Auch Georg suchte sich weiter oben einen nicht so überlaufenden Spot und probierte bei dieser Gelegenheit gleich sein neues Verlaufsfilterset aus. Fazit dazu: Absolut genial :D. Um den Vordergrund zu betonen, nutzte er die zahlreichen Bäume auf dem Basteiplateau. Als dann die Sonne den piek erreichte und uns die ersten Sonnenstrahlen trafen, merkten wie sofort die Wärme, die uns erreichte. Nach dieser kalten Nacht war das einfach nur ein tolles Gefühl. Aber da wir ja den Sonnenaufgang fotografieren wollten, blieb uns keine Zeit, um in der Sonne zu faulenzen. Alle fingen an den Auslöser zu betätigen und machten ein Foto nach dem anderen.

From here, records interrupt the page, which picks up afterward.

impl<'e> Evaluator<'e> {
    pub(crate) fn new(param: &'e str, argument: Value) -> Self {
        Self {
            bindings: vec![(param, argument)],
        }
    }

    fn lookup(&self, name: &str) -> Result<Value, EvaluationError> {
        self.bindings
            .iter()
            .rev()
            .find(|(bound, _)| *bound == name)
            .map(|(_, value)| value.clone())
            .ok_or_else(|| EvaluationError::new(format!("name '{}' is not bound", name)))
    }

    pub(crate) fn eval(&mut self, expr: &'e Expr) -> Result<Value, EvaluationError> {
        match expr {
            Expr::Literal(value) => Ok(value.clone()),
            Expr::Var(name) => self.lookup(name),
            Expr::List(items) => items
                .iter()
                .map(|item| self.eval(item))
                .collect::<Result<Vec<_>, _>>()
                .map(Value::Array),
            Expr::Dict(entries) => {
                let mut map = Map::new();
                for (key, value) in entries {
                    let key = match self.eval(key)? {
                        Value::String(s) => s,
                        other => {
                            return Err(EvaluationError::new(format!(
                                "dict keys must be str, found {}",
                                type_name(&other)
                            )))
                        }
                    };
                    let value = self.eval(value)?;
                    map.insert(key, value);
                }
                Ok(Value::Object(map))
            }
            Expr::Unary { op, operand } => {
                let value = self.eval(operand)?;
                unary(*op, &value)
            }
            Expr::Binary { op, left, right } => {
                let left = self.eval(left)?;
                let right = self.eval(right)?;
                binary(*op, &left, &right)
            }
            Expr::Compare { first, rest } => {
                let mut left = self.eval(first)?;
                for (op, right) in rest {
                    let right = self.eval(right)?;
                    if !compare(*op, &left, &right)? {
                        return Ok(Value::Bool(false));
                    }
                    left = right;
                }
                Ok(Value::Bool(true))
            }
            Expr::And(left, right) => {
                let left = self.eval(left)?;
                if !is_truthy(&left) {
                    return Ok(left);
                }
                self.eval(right)
            }
            Expr::Or(left, right) => {
                let left = self.eval(left)?;
                if is_truthy(&left) {
                    return Ok(left);
                }
                self.eval(right)
            }
            Expr::Not(operand) => Ok(Value::Bool(!is_truthy(&self.eval(operand)?))),
            Expr::Conditional {
                test,
                then,
                otherwise,
            } => {
                if is_truthy(&self.eval(test)?) {
                    self.eval(then)
                } else {
                    self.eval(otherwise)
                }
            }
            Expr::Index { target, index } => {
                let target = self.eval(target)?;
                let index = self.eval(index)?;
                subscript(&target, &index)
            }
            Expr::Slice {
                target,
                start,
                end,
                step,
            } => {
                let target = self.eval(target)?;
                let start = self.eval_optional_int(start.as_deref())?;
                let end = self.eval_optional_int(end.as_deref())?;
                let step = self.eval_optional_int(step.as_deref())?;
                slice(&target, start, end, step)
            }
            Expr::Call { function, args } => {
                let args = args
                    .iter()
                    .map(|arg| self.eval(arg))
                    .collect::<Result<Vec<_>, _>>()?;
                function.call(args)
            }
            Expr::MethodCall {
                target,
                method,
                args,
            } => {
                let target = self.eval(target)?;
                let args = args
                    .iter()
                    .map(|arg| self.eval(arg))
                    .collect::<Result<Vec<_>, _>>()?;
                method.call(&target, args)
            }
            Expr::Comprehension {
                element,
                var,
                iter,
                condition,
            } => {
                let source = self.eval(iter)?;
                let items = iterate(&source, "comprehension")?;
                let mut out = Vec::with_capacity(items.len());
                for item in items {
                    self.bindings.push((var.as_str(), item));
                    let result = self.comprehension_step(element, condition.as_deref());
                    self.bindings.pop();
                    if let Some(value) = result? {
                        out.push(value);
                    }
                }
                Ok(Value::Array(out))
            }
        }
    }

    fn comprehension_step(
        &mut self,
        element: &'e Expr,
        condition: Option<&'e Expr>,
    ) -> Result<Option<Value>, EvaluationError> {
        if let Some(condition) = condition {
            if !is_truthy(&self.eval(condition)?) {
                return Ok(None);
            }
        }
        self.eval(element).map(Some)
    }

    fn eval_optional_int(&mut self, expr: Option<&'e Expr>) -> Result<Option<i64>, EvaluationError> {
        let Some(expr) = expr else {
            return Ok(None);
        };
        match self.eval(expr)? {
            Value::Null => Ok(None),
            value => match Num::from_value(&value) {
                Some(Num::Int(i)) => Ok(Some(i)),
                _ => Err(EvaluationError::new(format!(
                    "slice indices must be integers or None, not {}",
                    type_name(&value)
                ))),
            },
        }
    }
}

pub(crate) fn num_or_error(value: &Value, context: &str) -> Result<Num, EvaluationError> {
    Num::from_value(value).ok_or_else(|| {
        EvaluationError::new(format!(
            "{}: expected a number, found {}",
            context,
            type_name(value)
        ))
    })
}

Das wunderschöne Licht der Goldenen Stunde tauchte den uns umgebenen Sandstein in eine sehr warme Farbe und er begann, regelrecht zu leuchten. Rund eine Stunde nach Sonnenaufgang liefen wir wieder zu den Autos zurück und verstauten unser Material in den Kofferräumen. Jeder von uns merkte die vergangenen acht Stunden in seinen Knochen. Wir waren alle müde und durchgefroren, aber wir waren auch glücklich über die schönen Fotos und den vielen Spaß. Die Planungen für die nächste Fototour sind bereits gestartet und wir freuen uns sehr darauf.